(Beginning of Record extracts)

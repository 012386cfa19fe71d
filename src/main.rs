use std::path::PathBuf;

use anyhow::Result;
use clap::{Parser, Subcommand};
use tracing_subscriber::{layer::SubscriberExt, util::SubscriberInitExt};

use porter::cli::{handle_accounts_command, handle_export, handle_import, handle_inspect};
use porter::config::{PorterPaths, Settings};
use porter::error::PorterResult;

#[derive(Parser)]
#[command(
    name = "porter",
    version,
    about = "Move account credentials between machines as one encrypted file",
    long_about = "account-porter exports every locally stored account credential \
                  bundle into a single password-protected backup file, and restores \
                  them on another machine. Accounts that fail to restore are reported \
                  individually without stopping the rest."
)]
struct Cli {
    /// Override the data directory
    #[arg(long, global = true, value_name = "DIR")]
    data_dir: Option<PathBuf>,

    #[command(subcommand)]
    command: Option<Commands>,
}

#[derive(Subcommand)]
enum Commands {
    /// Export all stored accounts to an encrypted backup file
    Export {
        /// Where to write the backup (prompted for when omitted)
        #[arg(short, long)]
        output: Option<PathBuf>,

        /// Backup password
        #[arg(long, env = porter::cli::PASSWORD_ENV, hide_env_values = true)]
        password: Option<String>,
    },

    /// Restore accounts from an encrypted backup file
    Import {
        /// Path to the backup file
        file: PathBuf,

        /// Backup password
        #[arg(long, env = porter::cli::PASSWORD_ENV, hide_env_values = true)]
        password: Option<String>,
    },

    /// Show the contents of a backup file without restoring it
    Inspect {
        /// Path to the backup file
        file: PathBuf,

        /// Backup password
        #[arg(long, env = porter::cli::PASSWORD_ENV, hide_env_values = true)]
        password: Option<String>,
    },

    /// Stored account management commands
    #[command(subcommand)]
    Accounts(porter::cli::AccountsCommands),

    /// Show current configuration and paths
    Config,
}

fn init_logging() {
    let filter = std::env::var("PORTER_LOG")
        .or_else(|_| std::env::var("RUST_LOG"))
        .unwrap_or_else(|_| "warn".into());

    tracing_subscriber::registry()
        .with(tracing_subscriber::EnvFilter::new(filter))
        .with(tracing_subscriber::fmt::layer().with_writer(std::io::stderr))
        .init();
}

fn main() -> Result<()> {
    init_logging();

    let cli = Cli::parse();

    let paths = match cli.data_dir {
        Some(dir) => PorterPaths::with_base_dir(dir),
        None => PorterPaths::new()?,
    };
    let settings = Settings::load_or_create(&paths)?;

    match run(&paths, &settings, cli.command) {
        Err(e) if e.is_cancelled() => {
            println!("{}", e);
            Ok(())
        }
        result => Ok(result?),
    }
}

fn run(paths: &PorterPaths, settings: &Settings, command: Option<Commands>) -> PorterResult<()> {
    match command {
        Some(Commands::Export { output, password }) => {
            handle_export(paths, settings, output, password)?;
        }
        Some(Commands::Import { file, password }) => {
            handle_import(paths, settings, &file, password)?;
        }
        Some(Commands::Inspect { file, password }) => {
            handle_inspect(paths, settings, &file, password)?;
        }
        Some(Commands::Accounts(cmd)) => {
            handle_accounts_command(paths, cmd)?;
        }
        Some(Commands::Config) => {
            println!("account-porter Configuration");
            println!("============================");
            println!("Data directory:     {}", paths.base_dir().display());
            println!("Accounts directory: {}", paths.accounts_dir().display());
            println!("Settings file:      {}", paths.settings_file().display());
            println!();
            println!("Settings:");
            println!("  Producer tag:        {}", settings.producer_tag);
            println!(
                "  Min password length: {}",
                settings.password_policy.min_length
            );
            println!(
                "  Argon2id cost:       {} KiB, {} iteration(s), {} lane(s)",
                settings.key_derivation.memory_cost,
                settings.key_derivation.time_cost,
                settings.key_derivation.parallelism
            );
        }
        None => {
            println!("account-porter - encrypted account credential backups");
            println!();
            println!("Run 'porter --help' for usage information.");
        }
    }

    Ok(())
}
//! Path management for account-porter
//!
//! ## Path Resolution Order
//!
//! 1. `PORTER_DATA_DIR` environment variable (if set)
//! 2. Unix (Linux/macOS): `$XDG_CONFIG_HOME/account-porter` or `~/.config/account-porter`
//! 3. Windows: `%APPDATA%\account-porter`

use std::path::PathBuf;

use crate::error::PorterError;

/// Environment variable that overrides the base directory
pub const DATA_DIR_ENV: &str = "PORTER_DATA_DIR";

/// Manages all paths used by account-porter
#[derive(Debug, Clone)]
pub struct PorterPaths {
    base_dir: PathBuf,
}

impl PorterPaths {
    /// Resolve paths from the environment
    ///
    /// # Errors
    ///
    /// Returns an error if the home directory cannot be determined.
    pub fn new() -> Result<Self, PorterError> {
        let base_dir = match std::env::var(DATA_DIR_ENV) {
            Ok(custom) if !custom.is_empty() => PathBuf::from(custom),
            _ => resolve_default_path()?,
        };

        Ok(Self { base_dir })
    }

    /// Create PorterPaths with a custom base directory (useful for testing)
    pub fn with_base_dir(base_dir: PathBuf) -> Self {
        Self { base_dir }
    }

    pub fn base_dir(&self) -> &PathBuf {
        &self.base_dir
    }

    /// Directory holding one JSON file per account credential bundle
    pub fn accounts_dir(&self) -> PathBuf {
        self.base_dir.join("accounts")
    }

    pub fn settings_file(&self) -> PathBuf {
        self.base_dir.join("config.json")
    }

    /// Ensure the base and accounts directories exist
    pub fn ensure_directories(&self) -> Result<(), PorterError> {
        std::fs::create_dir_all(&self.base_dir)
            .map_err(|e| PorterError::Io(format!("Failed to create base directory: {}", e)))?;

        std::fs::create_dir_all(self.accounts_dir())
            .map_err(|e| PorterError::Io(format!("Failed to create accounts directory: {}", e)))?;

        Ok(())
    }
}

#[cfg(not(windows))]
fn resolve_default_path() -> Result<PathBuf, PorterError> {
    let config_base = match std::env::var("XDG_CONFIG_HOME") {
        Ok(xdg) if !xdg.is_empty() => PathBuf::from(xdg),
        _ => {
            let home = std::env::var("HOME")
                .map_err(|_| PorterError::Config("HOME environment variable not set".into()))?;
            PathBuf::from(home).join(".config")
        }
    };
    Ok(config_base.join("account-porter"))
}

#[cfg(windows)]
fn resolve_default_path() -> Result<PathBuf, PorterError> {
    let appdata = std::env::var("APPDATA")
        .map_err(|_| PorterError::Config("Could not determine APPDATA directory".into()))?;
    Ok(PathBuf::from(appdata).join("account-porter"))
}
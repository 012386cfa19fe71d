//! Import orchestration
//!
//! Reading, decrypting and validating an artifact are all-or-nothing. Once
//! those pass, every item is restored independently: a failing item is
//! recorded in the [`RestoreOutcome`] and the loop moves on.

use std::path::Path;

use tracing::{debug, info, warn};

use super::{abort, advance, begin, ArtifactIo, FsArtifactIo};
use crate::codec;
use crate::crypto::CipherProvider;
use crate::error::{PorterError, PorterResult};
use crate::models::{EncryptedArtifact, RestoreOutcome, RestoreTally, Snapshot, ValidationResult};
use crate::progress::{OperationStatus, ProgressReporter};
use crate::store::CredentialStore;

/// Decrypted contents of an artifact, checked but not restored
#[derive(Debug, Clone)]
pub struct ArtifactPreview {
    pub snapshot: Snapshot,
    pub validation: ValidationResult,
}

impl ArtifactPreview {
    pub fn summary(&self) -> String {
        self.snapshot.summary()
    }
}

/// Result of an import that ran to completion
///
/// Completion does not mean every item was restored; check
/// [`RestoreOutcome::is_complete`].
#[derive(Debug, Clone, PartialEq, Eq)]
pub struct ImportReport {
    pub outcome: RestoreOutcome,
    pub warnings: Vec<String>,
    pub format_version: String,
}

/// Restores credential bundles from encrypted backups
pub struct Importer<'a, S, C, R = FsArtifactIo> {
    store: &'a mut S,
    cipher: &'a C,
    io: R,
    progress: ProgressReporter,
}

impl<'a, S, C> Importer<'a, S, C, FsArtifactIo>
where
    S: CredentialStore,
    C: CipherProvider,
{
    pub fn new(store: &'a mut S, cipher: &'a C) -> Self {
        Self::with_io(store, cipher, FsArtifactIo)
    }
}

impl<'a, S, C, R> Importer<'a, S, C, R>
where
    S: CredentialStore,
    C: CipherProvider,
    R: ArtifactIo,
{
    pub fn with_io(store: &'a mut S, cipher: &'a C, io: R) -> Self {
        Self {
            store,
            cipher,
            io,
            progress: ProgressReporter::new(),
        }
    }

    pub fn progress(&self) -> &ProgressReporter {
        &self.progress
    }

    /// Access the reporter to subscribe observers
    pub fn progress_mut(&mut self) -> &mut ProgressReporter {
        &mut self.progress
    }

    /// Read the artifact at `path`
    ///
    /// `None` means the user chose no file and fails with
    /// [`PorterError::UserCancelled`].
    pub fn read_artifact(&mut self, path: Option<&Path>) -> PorterResult<EncryptedArtifact> {
        begin(&mut self.progress);

        let Some(path) = path else {
            return Err(abort(
                &mut self.progress,
                "Import cancelled",
                PorterError::UserCancelled("no backup file chosen".to_string()),
            ));
        };

        advance(
            &mut self.progress,
            OperationStatus::Reading,
            format!("Reading {}", path.display()),
        );

        let artifact = match self.io.read(path) {
            Ok(text) => EncryptedArtifact::new(text),
            Err(e) => return Err(abort(&mut self.progress, "Import failed", e)),
        };

        if artifact.is_blank() {
            return Err(abort(
                &mut self.progress,
                "Import failed",
                PorterError::EmptyArtifact,
            ));
        }

        debug!(path = %path.display(), bytes = artifact.len(), "Artifact read");
        Ok(artifact)
    }

    /// Decrypt and validate without restoring anything
    pub fn inspect(
        &mut self,
        artifact: &EncryptedArtifact,
        password: &str,
    ) -> PorterResult<ArtifactPreview> {
        let (snapshot, validation) = match self.open(artifact, password) {
            Ok(opened) => opened,
            Err(e) => return Err(abort(&mut self.progress, "Inspection failed", e)),
        };

        advance(
            &mut self.progress,
            OperationStatus::Completed,
            format!("Backup holds {} account(s)", snapshot.items.len()),
        );
        Ok(ArtifactPreview {
            snapshot,
            validation,
        })
    }

    /// Decrypt, validate and restore every item
    ///
    /// Fails only if the artifact cannot be opened or is incompatible.
    /// Item failures land in [`ImportReport::outcome`].
    pub fn import(
        &mut self,
        artifact: &EncryptedArtifact,
        password: &str,
    ) -> PorterResult<ImportReport> {
        let (snapshot, validation) = match self.open(artifact, password) {
            Ok(opened) => opened,
            Err(e) => return Err(abort(&mut self.progress, "Import failed", e)),
        };

        let outcome = self.restore_all(&snapshot);

        if outcome.is_complete() {
            info!(restored = outcome.restored_count(), "Import complete");
        } else {
            warn!(
                restored = outcome.restored_count(),
                failed = outcome.failed().len(),
                "Import complete with failures"
            );
        }
        advance(&mut self.progress, OperationStatus::Completed, outcome.summary());

        Ok(ImportReport {
            outcome,
            warnings: validation.warnings,
            format_version: snapshot.format_version,
        })
    }

    fn open(
        &mut self,
        artifact: &EncryptedArtifact,
        password: &str,
    ) -> PorterResult<(Snapshot, ValidationResult)> {
        // Callers may skip read_artifact and pass an artifact directly
        if self.progress.status().is_terminal() {
            begin(&mut self.progress);
        }

        if artifact.is_blank() {
            return Err(PorterError::EmptyArtifact);
        }

        self.cipher.validate_password(password).into_result()?;

        advance(
            &mut self.progress,
            OperationStatus::Decrypting,
            "Decrypting backup",
        );
        let plaintext = self.cipher.decrypt(artifact, password)?;

        advance(
            &mut self.progress,
            OperationStatus::Validating,
            "Validating backup",
        );
        let (snapshot, validation) = codec::decode(plaintext.as_str())?;

        for warning in &validation.warnings {
            warn!(warning = %warning, "Backup validation warning");
        }
        debug!(
            version = %snapshot.format_version,
            items = snapshot.items.len(),
            "Backup opened"
        );

        Ok((snapshot, validation))
    }

    /// Sequential restore; item order is the order of `failed`
    fn restore_all(&mut self, snapshot: &Snapshot) -> RestoreOutcome {
        let total = snapshot.items.len();
        advance(
            &mut self.progress,
            OperationStatus::Writing,
            format!("Restoring {} account(s)", total),
        );

        let mut tally = RestoreTally::new();
        for (index, bundle) in snapshot.items.iter().enumerate() {
            match self.store.restore_one(bundle) {
                Ok(()) => {
                    debug!(filename = %bundle.filename, "Restored account");
                    tally.record_restored();
                }
                Err(e) => {
                    warn!(filename = %bundle.filename, error = %e, "Failed to restore account");
                    tally.record_failed(bundle.filename.clone(), e.to_string());
                }
            }
            self.progress
                .note(format!("Processed {} of {} account(s)", index + 1, total));
        }

        tally.finish()
    }
}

(End of Record extracts)

When a line contains the string "contents", count that line; once every line of the records has been checked, state the count alone.

2